Last Thursday night a power outage in a Northern Virginia data center caused some websites running on Amazon Web Services (AWS) cloud technology to go down. The issue was resolved within a few hours, and Amazon was quick to provide updates on the situation at its status page for AWS. The situation began at around 9:45 PDT, and the status page displayed the following message for its Amazon ElastiCache in Northern Virginia:
Some Cache Clusters in a single AZ in the US-EAST-1 region are currently unavailable. We are also experiencing increased error rates and latencies for the ElastiCache APIs in the US-EAST-1 Region. We are investigating the issue.
Amazon less than an hour later discovered the source of the problem and posted the message that it was beginning to bring cache clusters back online. One hour after that, it was announced that the service was finally recovering, and at around midnight PDT Amazon announced the situation was resolved:
The service has recovered and is operating normally. All affected Cache Clusters are now back online, API error rates have recovered and customers can once again launch new Cache Clusters. We will follow up with more details of the issue.
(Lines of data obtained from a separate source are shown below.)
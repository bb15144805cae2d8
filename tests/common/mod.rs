#![allow(dead_code)]

use box_office::domain::BoxFuture;
use box_office::domain::catalog::{Event, PriceTier};
use box_office::domain::customer::Customer;
use box_office::domain::discount::{Discount, DiscountKind};
use box_office::domain::error::BookingError;
use box_office::domain::gateway::{CreatedIntent, IntentRequest, PaymentGateway};
use box_office::domain::id::{DiscountCode, TransactionId};
use box_office::domain::issuance::{Notifier, TicketCodeRequest, TicketCodeStore};
use box_office::domain::loyalty::LoyaltyRules;
use box_office::domain::money::MoneyAmount;
use box_office::domain::pricing::TierSelection;
use box_office::infra::memory::MemoryStore;
use box_office::services::cancellation::CancellationService;
use box_office::services::checkout::{CheckoutConfig, CheckoutReceipt, CheckoutRequest, CheckoutService};
use box_office::services::confirmation::ConfirmationService;
use chrono::{DateTime, Duration, Utc};
use std::collections::HashSet;
use std::sync::atomic::{AtomicBool, AtomicUsize, Ordering};
use std::sync::{Arc, Mutex};
use uuid::Uuid;

const GATEWAY_TIMEOUT: std::time::Duration = std::time::Duration::from_secs(5);

// ── Mock collaborators ─────────────────────────────────────────────────────

/// Deterministic gateway: the intent for booking `b` is `pi_test_{b}`.
#[derive(Default)]
pub struct MockGateway {
    pub fail_intents: AtomicBool,
    pub payments_declined: AtomicBool,
    pub refunds_declined: AtomicBool,
    pub customers_created: AtomicUsize,
    pub intents_created: AtomicUsize,
    pub verifications: AtomicUsize,
    refunds: Mutex<Vec<TransactionId>>,
}

impl MockGateway {
    pub fn refunds(&self) -> Vec<TransactionId> {
        self.refunds.lock().unwrap().clone()
    }
}

pub fn transaction_for(booking_id: Uuid) -> TransactionId {
    TransactionId::new(format!("pi_test_{}", booking_id.simple())).unwrap()
}

impl PaymentGateway for MockGateway {
    fn resolve_customer<'a>(
        &'a self,
        customer: &'a Customer,
    ) -> BoxFuture<'a, Result<String, BookingError>> {
        Box::pin(async move {
            self.customers_created.fetch_add(1, Ordering::SeqCst);
            Ok(format!("cus_test_{}", customer.id.simple()))
        })
    }

    fn create_payment_intent<'a>(
        &'a self,
        request: &'a IntentRequest,
    ) -> BoxFuture<'a, Result<CreatedIntent, BookingError>> {
        Box::pin(async move {
            if self.fail_intents.load(Ordering::SeqCst) {
                return Err(BookingError::Gateway("card network unavailable".into()));
            }
            self.intents_created.fetch_add(1, Ordering::SeqCst);
            let transaction_id = transaction_for(request.booking_id);
            Ok(CreatedIntent {
                client_secret: format!("{transaction_id}_secret"),
                transaction_id,
            })
        })
    }

    fn verify_succeeded<'a>(
        &'a self,
        _transaction_id: &'a TransactionId,
    ) -> BoxFuture<'a, Result<bool, BookingError>> {
        Box::pin(async move {
            self.verifications.fetch_add(1, Ordering::SeqCst);
            Ok(!self.payments_declined.load(Ordering::SeqCst))
        })
    }

    fn refund<'a>(
        &'a self,
        transaction_id: &'a TransactionId,
        _amount: Option<MoneyAmount>,
    ) -> BoxFuture<'a, Result<bool, BookingError>> {
        Box::pin(async move {
            if self.refunds_declined.load(Ordering::SeqCst) {
                return Ok(false);
            }
            self.refunds.lock().unwrap().push(transaction_id.clone());
            Ok(true)
        })
    }
}

/// Fails for the ticket numbers in `fail_for`, succeeds otherwise.
#[derive(Default)]
pub struct MockCodeStore {
    pub fail_for: Mutex<HashSet<String>>,
    pub generated: AtomicUsize,
}

impl MockCodeStore {
    pub fn fail_ticket(&self, ticket_number: &str) {
        self.fail_for.lock().unwrap().insert(ticket_number.to_string());
    }

    pub fn heal(&self) {
        self.fail_for.lock().unwrap().clear();
    }
}

impl TicketCodeStore for MockCodeStore {
    fn generate_and_store<'a>(
        &'a self,
        request: &'a TicketCodeRequest,
    ) -> BoxFuture<'a, Result<String, BookingError>> {
        Box::pin(async move {
            let number = &request.payload.ticket_number;
            if self.fail_for.lock().unwrap().contains(number) {
                return Err(BookingError::Issuance(format!("upload failed for {number}")));
            }
            self.generated.fetch_add(1, Ordering::SeqCst);
            Ok(format!("{number}.png"))
        })
    }

    fn display_url(&self, storage_ref: &str) -> String {
        format!("https://codes.test/{storage_ref}")
    }
}

#[derive(Debug, Clone)]
pub struct SentMessage {
    pub to: String,
    pub subject: String,
    pub html: String,
}

/// Records every message. With `fail` set, sends error out instead.
#[derive(Default)]
pub struct RecordingNotifier {
    pub fail: AtomicBool,
    pub attempts: AtomicUsize,
    sent: Mutex<Vec<SentMessage>>,
}

impl RecordingNotifier {
    pub fn sent(&self) -> Vec<SentMessage> {
        self.sent.lock().unwrap().clone()
    }
}

impl Notifier for RecordingNotifier {
    fn send<'a>(
        &'a self,
        to: &'a str,
        subject: &'a str,
        html_body: &'a str,
    ) -> BoxFuture<'a, Result<(), BookingError>> {
        Box::pin(async move {
            self.attempts.fetch_add(1, Ordering::SeqCst);
            if self.fail.load(Ordering::SeqCst) {
                return Err(BookingError::Gateway("smtp relay unavailable".into()));
            }
            self.sent.lock().unwrap().push(SentMessage {
                to: to.to_string(),
                subject: subject.to_string(),
                html: html_body.to_string(),
            });
            Ok(())
        })
    }
}

// ── Seeded world ───────────────────────────────────────────────────────────

/// One published event 30 days out, one customer, and mock collaborators.
pub struct World {
    pub store: Arc<MemoryStore>,
    pub gateway: Arc<MockGateway>,
    pub codes: Arc<MockCodeStore>,
    pub notifier: Arc<RecordingNotifier>,
    pub event: Event,
    pub customer: Customer,
    pub now: DateTime<Utc>,
}

impl World {
    pub fn new() -> Self {
        let now = Utc::now();
        let store = Arc::new(MemoryStore::new());
        let event = Event {
            id: Uuid::new_v4(),
            title: "Night at the Opera".into(),
            venue: "Grand Hall".into(),
            starts_at: now + Duration::days(30),
            sales_end_at: None,
            published: true,
        };
        store.insert_event(event.clone());

        let world = Self {
            store,
            gateway: Arc::new(MockGateway::default()),
            codes: Arc::new(MockCodeStore::default()),
            notifier: Arc::new(RecordingNotifier::default()),
            event,
            customer: placeholder_customer(),
            now,
        };
        let customer = world.add_customer("Ada Lovelace");
        Self { customer, ..world }
    }

    pub fn add_customer(&self, name: &str) -> Customer {
        let id = Uuid::new_v4();
        let customer = Customer {
            id,
            email: format!("{}@example.test", id.simple()),
            name: name.into(),
            payment_customer_ref: None,
        };
        self.store.insert_customer(customer.clone());
        customer
    }

    pub fn add_tier(&self, category: &str, price_cents: i64, stock: i64) -> PriceTier {
        self.add_tier_with(category, price_cents, stock, |_| {})
    }

    pub fn add_tier_with(
        &self,
        category: &str,
        price_cents: i64,
        stock: i64,
        customize: impl FnOnce(&mut PriceTier),
    ) -> PriceTier {
        let mut tier = PriceTier {
            id: Uuid::new_v4(),
            event_id: self.event.id,
            category: category.into(),
            price: MoneyAmount::new(price_cents).unwrap(),
            stock,
            active: true,
            min_per_order: None,
            max_per_order: None,
            valid_from: None,
            valid_to: None,
        };
        customize(&mut tier);
        self.store.insert_tier(tier.clone());
        tier
    }

    pub fn add_discount(&self, code: &str, kind: DiscountKind, usage_limit: Option<i64>) -> Discount {
        let discount = Discount {
            id: Uuid::new_v4(),
            code: DiscountCode::new(code).unwrap(),
            kind,
            active: true,
            valid_from: self.now - Duration::days(1),
            valid_to: self.now + Duration::days(1),
            usage_limit,
            used_count: 0,
            event_id: None,
        };
        self.store.insert_discount(discount.clone());
        discount
    }

    pub fn checkout_service(&self) -> CheckoutService {
        CheckoutService::new(
            self.store.clone(),
            self.gateway.clone(),
            CheckoutConfig {
                gateway_timeout: GATEWAY_TIMEOUT,
                ..CheckoutConfig::default()
            },
        )
    }

    pub fn confirmation_service(&self) -> ConfirmationService {
        ConfirmationService::new(
            self.store.clone(),
            self.gateway.clone(),
            self.codes.clone(),
            self.notifier.clone(),
            LoyaltyRules::default(),
            GATEWAY_TIMEOUT,
        )
    }

    pub fn cancellation_service(&self) -> CancellationService {
        CancellationService::new(self.store.clone(), self.gateway.clone(), GATEWAY_TIMEOUT)
    }

    pub fn request(&self, selections: &[(Uuid, i64)], code: Option<&str>) -> CheckoutRequest {
        self.request_for(self.customer.id, selections, code)
    }

    pub fn request_for(
        &self,
        customer_id: Uuid,
        selections: &[(Uuid, i64)],
        code: Option<&str>,
    ) -> CheckoutRequest {
        CheckoutRequest {
            event_id: self.event.id,
            customer_id,
            selections: selections
                .iter()
                .map(|&(tier_id, quantity)| TierSelection { tier_id, quantity })
                .collect(),
            discount_code: code.map(str::to_string),
        }
    }

    /// Checkout that must succeed.
    pub async fn reserve(&self, selections: &[(Uuid, i64)]) -> CheckoutReceipt {
        self.checkout_service()
            .try_checkout(&self.request(selections, None), self.now)
            .await
            .expect("checkout should succeed")
    }
}

fn placeholder_customer() -> Customer {
    Customer {
        id: Uuid::nil(),
        email: String::new(),
        name: String::new(),
        payment_customer_ref: None,
    }
}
The outage led to some sites, such as Quora, Pinterest, and Dropbox, being unavailable or unusable. This is the same type of situation Amazon Web Services faced last year, when another datacenter (in Virginia, no less) suffered the same problem. It sparked many questions about whether cloud platforms were safe for major websites to run on.
Amazon's response to last year's issue was to promise better accountability and transparency. To the company's credit, it seems that the service has improved: last night its status updates came quickly and the situation was resolved in a timely fashion. Amazon Web Services just this week expanded service and lowered prices for its support packages.